It is possible that nature in her heart is completely unsymmetrical in these things, but in the complexities of reality it gets to look approximately as if it is symmetrical, and the ellipses look almost like circles. That is another possibility; but nobody knows, it is just guesswork.
As we can see from Feynman's points, it would definitely not be the first time in the history of physics that an ideal such as symmetry would end up having to be replaced; not simply by some small fix-up like symmetry breaking, but more radically, by finding some underlying dynamical theory. It goes without saying that chaos theory and nonlinear dynamics only really came into their own as large highly interdisciplinary fields of science after Feynman stopped doing physics/passed away; suffice to say it would have been incredibly interesting to know what he would've thought about them.
 
Last edited:
  • Like
Likes Fra
Its a bit depressing to always have too little time for things, I didnt yet read the paper in detail and i have no opinion of the author but but your description here makes me bite.

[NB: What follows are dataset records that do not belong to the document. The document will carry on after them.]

impl RedbStore {
    /// Open (or create) a persistent store at the given path.
    pub fn open(path: &Path) -> StoreResult<Self> {
        let db = Database::create(path).map_err(map_err!(Open))?;
        let store = Self {
            db: Arc::new(db),
            clock: Arc::new(SystemClock),
        };
        store.ensure_tables()?;
        debug!(?path, "coordination store opened");
        Ok(store)
    }

    /// Create an ephemeral in-memory store (for testing).
    pub fn open_in_memory() -> StoreResult<Self> {
        let backend = redb::backends::InMemoryBackend::new();
        let db = Database::builder()
            .create_with_backend(backend)
            .map_err(map_err!(Open))?;
        let store = Self {
            db: Arc::new(db),
            clock: Arc::new(SystemClock),
        };
        store.ensure_tables()?;
        debug!("in-memory coordination store opened");
        Ok(store)
    }

    /// Replace the clock used for TTL decisions.
    pub fn with_clock(mut self, clock: SharedClock) -> Self {
        self.clock = clock;
        self
    }

    fn ensure_tables(&self) -> StoreResult<()> {
        let txn = self.db.begin_write().map_err(map_err!(Transaction))?;
        txn.open_table(OBJECTS).map_err(map_err!(Table))?;
        txn.open_table(LOCKS).map_err(map_err!(Table))?;
        txn.open_table(QUEUES).map_err(map_err!(Table))?;
        txn.open_table(QUEUE_SEQUENCES).map_err(map_err!(Table))?;
        txn.commit().map_err(map_err!(Transaction))?;
        Ok(())
    }

    fn now(&self) -> f64 {
        self.clock.now()
    }

    fn expiry(&self, ttl: Option<Duration>) -> Option<f64> {
        ttl.map(|ttl| self.now() + ttl.as_secs_f64())
    }

    /// Physically remove expired objects and locks. Returns how many went.
    pub fn purge_expired(&self) -> StoreResult<usize> {
        let now = self.now();
        let txn = self.db.begin_write().map_err(map_err!(Transaction))?;
        let mut purged = 0;
        {
            let mut objects = txn.open_table(OBJECTS).map_err(map_err!(Table))?;
            let expired: Vec<String> = scan_prefix(&objects, "")?
                .into_iter()
                .filter_map(|(key, raw)| {
                    let envelope: Envelope = serde_json::from_slice(&raw).ok()?;
                    (!envelope.is_live(now)).then_some(key)
                })
                .collect();
            for key in &expired {
                objects.remove(key.as_str()).map_err(map_err!(Write))?;
            }
            purged += expired.len();
        }
        purged += remove_expired_locks(&txn, now)?;
        txn.commit().map_err(map_err!(Transaction))?;
        if purged > 0 {
            info!(purged, "expired records purged");
        }
        Ok(purged)
    }
}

First a general comment: If questioning the constructing principles following from timeless symmetries on which most modern understanding of physics rests on is heresy, they I would say the next genious that physics needs to trigger a paradigm shift needed to solve open questios are likely a heretic by definition. So no shame per see to be labeled a heretic.
Auto-Didact said:
Regardless of exact numerics however, Manasson's approach in this paper i.e. an approach to reformulating the axioms of QT based on identifying QT's a priori mathematical properties, as resulting from a limiting case of an exactly linearizable dissipitave nonlinear dynamical system is a very promising theoretical direction which is very much a novel but distinctly mainstream science approach (see e.g. Dieter Schuh, 2018 "Quantum Theory from a Nonlinear Perspective: Riccati Equations in Fundamental Physics"). Moreover, this particular qualitative theoretical method for example is constantly used with other theories, both within mainstream science and mainstream soft matter and biophysics but it is especially popular outside of physics; importantly, in the practice of dynamical systems this is literally the method of empirically establishing the qualitative mathematical properties of some extremely complicated system after which a particular NDE or some class of NDE may be guessed.
...
The reason I am posting Manasson's theory, is because I couldn't find any earlier threads on it and I believe that this approach definitely warrants further investigation, whether or not it will turn out to be correct in the end. Lastly, other very prominent theorists have suggested very similar lines of reasoning as Manasson is doing in his paper without actually giving a mathematical model, in particular both Roger Penrose (1. in the form of a nonlinear reformulation of the linear characteristics of QM being necessary in order to unite it with GR, and 2. the idea that the fundamental laws of physics should be less symmetrical instead of more symmetrical) and Gerard 't Hooft (in the form of the idea that a dissipative theory might underly QM); moreover as both Richard Feynman and Lee Smolin have remarked, what may turn out to be wrong with the practice of theoretical physics is the assumption of the timelessness/ahistorical nature of (some) physical laws; dynamically evolved laws, e.g. in the form that Manasson is proposing here, would address these points as well. These coincidences only make me more curious about Manasson's proposal. Incidentally, it also reminds of something Feynman said about symmetry:
...
As we can see from Feynman's points, it would definitely not be the first time in the history of physics that an ideal such as symmetry would end up having to be replaced; not simply by some small fix-up like symmetry breaking, but more radically, by finding some underlying dynamical theory. It goes without saying that chaos theory and nonlinear dynamics only really came into their own as large highly interdisciplinary fields of science after Feynman stopped doing physics/passed away; suffice to say it would have been incredibly interesting to know what he would've thought about them.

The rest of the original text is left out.